Napa grape war: Zoned private land vs. neighbors
NAPA, Calif. (KTVU) - A 10-year-old proposal to plant more grapes in Napa County has turned into a battle pitting the vineyard owners against some neighbors and environmental groups.
It is a fight over the limits of land ownership. Other Napa land owners are paying keen attention to the outcome as more vineyards are planned.
It has taken Hall Winery, owner of the 2,300 acre Walt Ranch, a decade to gain approval to plant 200 acres of mountain side grapes. The property sits in a designated agricultural district where the planting of grapes is encouraged.
"The county has studied every possible environmental impact that you can imagine: trees, plants, wildlife and they concluded that the project will have no significant impact," says Mike Reynolds, Hall Winery President.
Though final approval came on August first, environmental and land use groups, along with some down slope neighbors want the Board of Supervisors to say no to the vineyard at Friday's Board meeting.
"The concern on this side: mostly the increased heavy truck traffic, which would be going through our community and also them tapping into a water aquifer that could go dry at any time," says Lowry Seva, a Circle Oaks resident who lives down slope from the proposed vineyard.
"This project is truly horrifying because it's going to cause the chopping down of 15,000 trees in a remote mountainous region of Napa County. In that way it's very unlike your regular vineyard project," says environmentalist J.P Rose of the Center For Biological Diversity.

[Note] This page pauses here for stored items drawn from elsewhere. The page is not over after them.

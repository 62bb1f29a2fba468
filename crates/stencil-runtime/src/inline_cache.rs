//! The polymorphic inline cache behind every call site.
//!
//! # State
//!
//! A cache owns one [`DispatchTable`] behind an [`ArcSwap`]. The table is
//! immutable once published:
//!
//! ```text
//! DispatchTable
//! ├── direct       - unguarded target (sealed receivers only)
//! ├── links        - (policy type, executor) pairs in first-seen order
//! ├── deoptimized  - policy types that are never specialized again
//! └── megamorphic  - set once the chain is full; unseen types go generic
//! ```
//!
//! # Transitions
//!
//! - **miss**: the receiver's type has no link. The policy is asked to
//!   `specialize`, the result is adapted to the site signature, and a new
//!   table with the link appended is published with `rcu`.
//! - **overflow**: the chain already holds `max_chain_length` links. With
//!   [`ChainOverflow::Generic`] the site turns megamorphic; with
//!   [`ChainOverflow::Replace`] the oldest link is dropped.
//! - **deoptimize**: an executor asked to be dropped. Its link is replaced
//!   in place by the generic executor and its policy type is recorded, so a
//!   later miss for that type (after the link was evicted) goes generic
//!   instead of specializing again.
//!
//! # Arguments
//!
//! When the template declares a varargs element type, every call first
//! collects its arguments into a pack of that type. Eager and specialized
//! executors see the same values.
//!
//! # Concurrency
//!
//! Readers load the table without locking and clone the executor they need
//! out of it. Writers publish a whole new table. Two threads missing on the
//! same type may both run `specialize`; the first published link wins and
//! the other result is dropped.

use std::sync::Arc;
use std::sync::atomic::{AtomicUsize, Ordering};

use arc_swap::ArcSwap;
use stencil_core::{
    Dynamic, ExecContext, Executor, ExecutorFlags, PolicyError, PolicyType, SiteSignature,
    TemplatePolicy, TemplatedString, TypeHash, ValueType, collect_varargs,
};
use tracing::{debug, trace};

use crate::adapt::adapt;
use crate::config::{CacheConfig, ChainOverflow};
use crate::error::CallSiteError;

/// Snapshot of a call site's cache counters.
#[derive(Debug, Clone, Copy, PartialEq, Eq, Default)]
pub struct CallSiteStats {
    /// Guarded links currently installed.
    pub links: usize,
    /// Times `specialize` was called, including redundant calls under races.
    pub specializations: usize,
    /// Executors dropped after asking to be deoptimized.
    pub deoptimizations: usize,
    /// The chain overflowed and unseen types go to the generic executor.
    pub megamorphic: bool,
    /// The receiver type is fixed and dispatch is unguarded.
    pub sealed: bool,
}

#[derive(Clone)]
struct Link {
    policy: PolicyType,
    executor: Executor,
}

#[derive(Clone, Default)]
struct DispatchTable {
    direct: Option<Executor>,
    links: Vec<Link>,
    deoptimized: Vec<PolicyType>,
    megamorphic: bool,
}

impl DispatchTable {
    fn find(&self, policy: PolicyType) -> Option<&Executor> {
        self.links
            .iter()
            .find(|link| link.policy == policy)
            .map(|link| &link.executor)
    }
}

pub(crate) struct InlineCache {
    templated: Arc<TemplatedString>,
    signature: SiteSignature,
    signature_hash: TypeHash,
    config: CacheConfig,
    generic: Executor,
    table: ArcSwap<DispatchTable>,
    specializations: AtomicUsize,
    deoptimizations: AtomicUsize,
}

impl InlineCache {
    pub(crate) fn new(
        templated: Arc<TemplatedString>,
        signature: SiteSignature,
        generic: Executor,
        config: CacheConfig,
    ) -> Self {
        Self {
            templated,
            signature_hash: signature.type_hash(),
            signature,
            config,
            generic,
            table: ArcSwap::from_pointee(DispatchTable::default()),
            specializations: AtomicUsize::new(0),
            deoptimizations: AtomicUsize::new(0),
        }
    }

    pub(crate) fn templated(&self) -> &Arc<TemplatedString> {
        &self.templated
    }

    pub(crate) fn signature(&self) -> &SiteSignature {
        &self.signature
    }

    pub(crate) fn config(&self) -> &CacheConfig {
        &self.config
    }

    pub(crate) fn signature_hash(&self) -> TypeHash {
        self.signature_hash
    }

    /// Guarded dispatch: walk the chain in first-seen order.
    pub(crate) fn dispatch(
        &self,
        policy: &dyn TemplatePolicy,
        args: &[Dynamic],
    ) -> Result<Dynamic, CallSiteError> {
        let ty = policy.policy_type();
        let hit = self.table.load().find(ty).cloned();
        let executor = match hit {
            Some(executor) => executor,
            None => self.miss(policy, ty)?,
        };
        self.run(&executor, policy, Some(ty), args)
    }

    /// Unguarded dispatch for sealed receivers.
    pub(crate) fn dispatch_direct(
        &self,
        policy: &dyn TemplatePolicy,
        args: &[Dynamic],
    ) -> Result<Dynamic, CallSiteError> {
        let hit = self.table.load().direct.clone();
        let executor = match hit {
            Some(executor) => executor,
            None => self.install_direct(policy)?,
        };
        self.run(&executor, policy, None, args)
    }

    pub(crate) fn stats(&self) -> CallSiteStats {
        let table = self.table.load();
        CallSiteStats {
            links: table.links.len(),
            specializations: self.specializations.load(Ordering::Relaxed),
            deoptimizations: self.deoptimizations.load(Ordering::Relaxed),
            megamorphic: table.megamorphic,
            sealed: self.signature.receiver().is_sealed(),
        }
    }

    fn run(
        &self,
        executor: &Executor,
        policy: &dyn TemplatePolicy,
        guard: Option<PolicyType>,
        args: &[Dynamic],
    ) -> Result<Dynamic, CallSiteError> {
        let packed;
        let args = match self.templated.varargs_type() {
            Some(element) if *element != ValueType::Any => {
                packed = collect_varargs(args, element).map_err(PolicyError::from)?;
                &packed[..]
            }
            _ => args,
        };

        let mut ctx = ExecContext::new(policy, &self.templated, args);
        let result = executor.call(&mut ctx);
        if ctx.deoptimize_requested() {
            self.deoptimize(guard, executor);
        }
        let result = result?;

        if !executor.flags().contains(ExecutorFlags::RETURN_CHECKED) {
            return Ok(result);
        }
        let expected = self.signature.return_type();
        result
            .coerce_to(expected)
            .map_err(|_| CallSiteError::ReturnTypeMismatch {
                expected: expected.clone(),
                actual: result.type_name(),
            })
    }

    #[cfg_attr(feature = "profiling", profiling::function)]
    fn miss(&self, policy: &dyn TemplatePolicy, ty: PolicyType) -> Result<Executor, CallSiteError> {
        {
            let table = self.table.load();
            trace!(policy = %ty, links = table.links.len(), "guard miss");
            if table.megamorphic {
                return Ok(self.generic.clone());
            }
            if table.deoptimized.contains(&ty) {
                trace!(policy = %ty, "policy type was deoptimized, using generic executor");
                return Ok(self.generic.clone());
            }
            if table.links.len() >= self.config.max_chain_length()
                && self.config.overflow() == ChainOverflow::Generic
            {
                self.table.rcu(|current| {
                    let mut next = DispatchTable::clone(current);
                    next.megamorphic = true;
                    next
                });
                debug!(
                    policy = %ty,
                    signature = %self.signature,
                    signature_hash = %self.signature_hash,
                    links = table.links.len(),
                    "call site went megamorphic"
                );
                return Ok(self.generic.clone());
            }
        }

        let executor = self.specialize(policy, ty)?;
        Ok(self.install(ty, executor))
    }

    fn specialize(&self, policy: &dyn TemplatePolicy, ty: PolicyType) -> Result<Executor, CallSiteError> {
        self.specializations.fetch_add(1, Ordering::Relaxed);
        let executor = policy
            .specialize(&self.templated, &self.signature)?
            .ok_or(CallSiteError::PolicyContractViolation {
                policy: ty,
                reason: "specialize returned no executor",
            })?;

        let adapted = adapt(&executor, &self.signature, ty, self.config.exact_shapes()).map_err(
            |kind| CallSiteError::SignatureMismatch {
                site: self.signature.clone(),
                kind,
            },
        )?;
        debug!(
            policy = %ty,
            signature = %self.signature,
            signature_hash = %self.signature_hash,
            flags = ?adapted.flags(),
            "specialized call site"
        );

        if adapted.flags().contains(ExecutorFlags::GENERIC) {
            Ok(adapted)
        } else {
            Ok(adapted.with_flags(ExecutorFlags::SPECIALIZED))
        }
    }

    /// Publish a link for `ty` and return whichever executor ended up
    /// serving it.
    fn install(&self, ty: PolicyType, executor: Executor) -> Executor {
        let max = self.config.max_chain_length();
        let overflow = self.config.overflow();
        self.table.rcu(|current| {
            if current.find(ty).is_some() {
                return Arc::clone(current);
            }
            let mut next = DispatchTable::clone(current);
            if next.links.len() >= max {
                match overflow {
                    ChainOverflow::Replace => {
                        next.links.remove(0);
                    }
                    ChainOverflow::Generic => {
                        next.megamorphic = true;
                        return Arc::new(next);
                    }
                }
            }
            next.links.push(Link {
                policy: ty,
                executor: executor.clone(),
            });
            Arc::new(next)
        });

        let table = self.table.load();
        debug!(
            policy = %ty,
            signature_hash = %self.signature_hash,
            links = table.links.len(),
            "installed link"
        );
        table.find(ty).cloned().unwrap_or_else(|| self.generic.clone())
    }

    fn install_direct(&self, policy: &dyn TemplatePolicy) -> Result<Executor, CallSiteError> {
        let ty = policy.policy_type();
        let executor = self.specialize(policy, ty)?;
        self.table.rcu(|current| {
            if current.direct.is_some() {
                return Arc::clone(current);
            }
            let mut next = DispatchTable::clone(current);
            next.direct = Some(executor.clone());
            Arc::new(next)
        });
        debug!(
            policy = %ty,
            signature_hash = %self.signature_hash,
            "installed unguarded target"
        );
        Ok(self
            .table
            .load()
            .direct
            .clone()
            .unwrap_or_else(|| self.generic.clone()))
    }

    /// Replace `executor` with the generic executor wherever it is installed.
    fn deoptimize(&self, guard: Option<PolicyType>, executor: &Executor) {
        if executor.flags().contains(ExecutorFlags::GENERIC) {
            return;
        }
        let mut replaced = false;
        self.table.rcu(|current| {
            replaced = false;
            let mut next = DispatchTable::clone(current);
            match guard {
                Some(ty) => {
                    if let Some(link) = next
                        .links
                        .iter_mut()
                        .find(|link| link.policy == ty && link.executor.ptr_eq(executor))
                    {
                        link.executor = self.generic.clone();
                        if !next.deoptimized.contains(&ty) {
                            next.deoptimized.push(ty);
                        }
                        replaced = true;
                    }
                }
                None => {
                    if next.direct.as_ref().is_some_and(|direct| direct.ptr_eq(executor)) {
                        next.direct = Some(self.generic.clone());
                        replaced = true;
                    }
                }
            }
            if replaced { Arc::new(next) } else { Arc::clone(current) }
        });
        if replaced {
            self.deoptimizations.fetch_add(1, Ordering::Relaxed);
            debug!(
                policy = ?guard,
                signature = %self.signature,
                signature_hash = %self.signature_hash,
                "deoptimized executor"
            );
        }
    }
}
//! Host types that can travel through a call site as values.
//!
//! A Rust type implements [`Native`] to become a [`ValueType::Native`] with a
//! stable identity. The identity is a [`TypeHash`] derived from the type name,
//! so two declarations of the same name describe the same type.
//!
//! ```
//! use stencil_core::{Native, NativeType, TypeHash};
//!
//! struct Point {
//!     x: i32,
//!     y: i32,
//! }
//!
//! impl Native for Point {
//!     fn type_name() -> &'static str {
//!         "Point"
//!     }
//! }
//!
//! let ty = NativeType::of::<Point>();
//! assert_eq!(ty.hash(), TypeHash::from_name("Point"));
//! assert_eq!(ty.name(), "Point");
//! ```
//!
//! [`ValueType::Native`]: crate::ValueType::Native

use std::fmt;
use std::hash::{Hash, Hasher};

use crate::TypeHash;

/// Trait for host types usable as template arguments or results.
pub trait Native: Send + Sync + 'static {
    /// The type name shown in signatures and diagnostics.
    fn type_name() -> &'static str;

    /// The type hash. Defaults to the hash of [`Native::type_name`].
    fn type_hash() -> TypeHash {
        TypeHash::from_name(Self::type_name())
    }
}

/// Identity of a [`Native`] type.
///
/// Equality and hashing only consider the hash; the name is for display.
#[derive(Clone, Copy)]
pub struct NativeType {
    hash: TypeHash,
    name: &'static str,
}

impl NativeType {
    /// The identity of `T`.
    pub fn of<T: Native>() -> Self {
        Self {
            hash: T::type_hash(),
            name: T::type_name(),
        }
    }

    /// Build an identity from parts.
    pub const fn new(hash: TypeHash, name: &'static str) -> Self {
        Self { hash, name }
    }

    /// The "absent" type. Templates reject it with a null-contract error.
    pub const fn absent() -> Self {
        Self {
            hash: TypeHash::EMPTY,
            name: "",
        }
    }

    /// Whether this is the absent type.
    pub const fn is_absent(&self) -> bool {
        self.hash.is_empty()
    }

    pub fn hash(&self) -> TypeHash {
        self.hash
    }

    pub fn name(&self) -> &'static str {
        self.name
    }
}

impl PartialEq for NativeType {
    fn eq(&self, other: &Self) -> bool {
        self.hash == other.hash
    }
}

impl Eq for NativeType {}

impl Hash for NativeType {
    fn hash<H: Hasher>(&self, state: &mut H) {
        self.hash.hash(state);
    }
}

impl fmt::Debug for NativeType {
    fn fmt(&self, f: &mut fmt::Formatter<'_>) -> fmt::Result {
        write!(f, "NativeType({}, {})", self.name, self.hash)
    }
}

impl fmt::Display for NativeType {
    fn fmt(&self, f: &mut fmt::Formatter<'_>) -> fmt::Result {
        f.write_str(self.name)
    }
}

Environmental groups also cite potential harm to threatened frog species and potential fertilizer and pesticide contamination of Napa's Milliken Reservoir from the river running through the proposed vineyard.
But the winery counters that there will be no vast clear cut vineyard, instead a patchwork of many.
"It is a number of small blocks that avoid the environmental constraints that are on the property," says winery president Reynolds.
Napa Supervisors will hear both sides tomorrow morning. "We're fighting it obviously. They have a lot of money, I'm sure. I would just go myself to show the people we can work something out, hopefully. If not, stop it altogether," says homeowner Seva.
No matter what the Board decides, odds are it will still end up in front of a judge.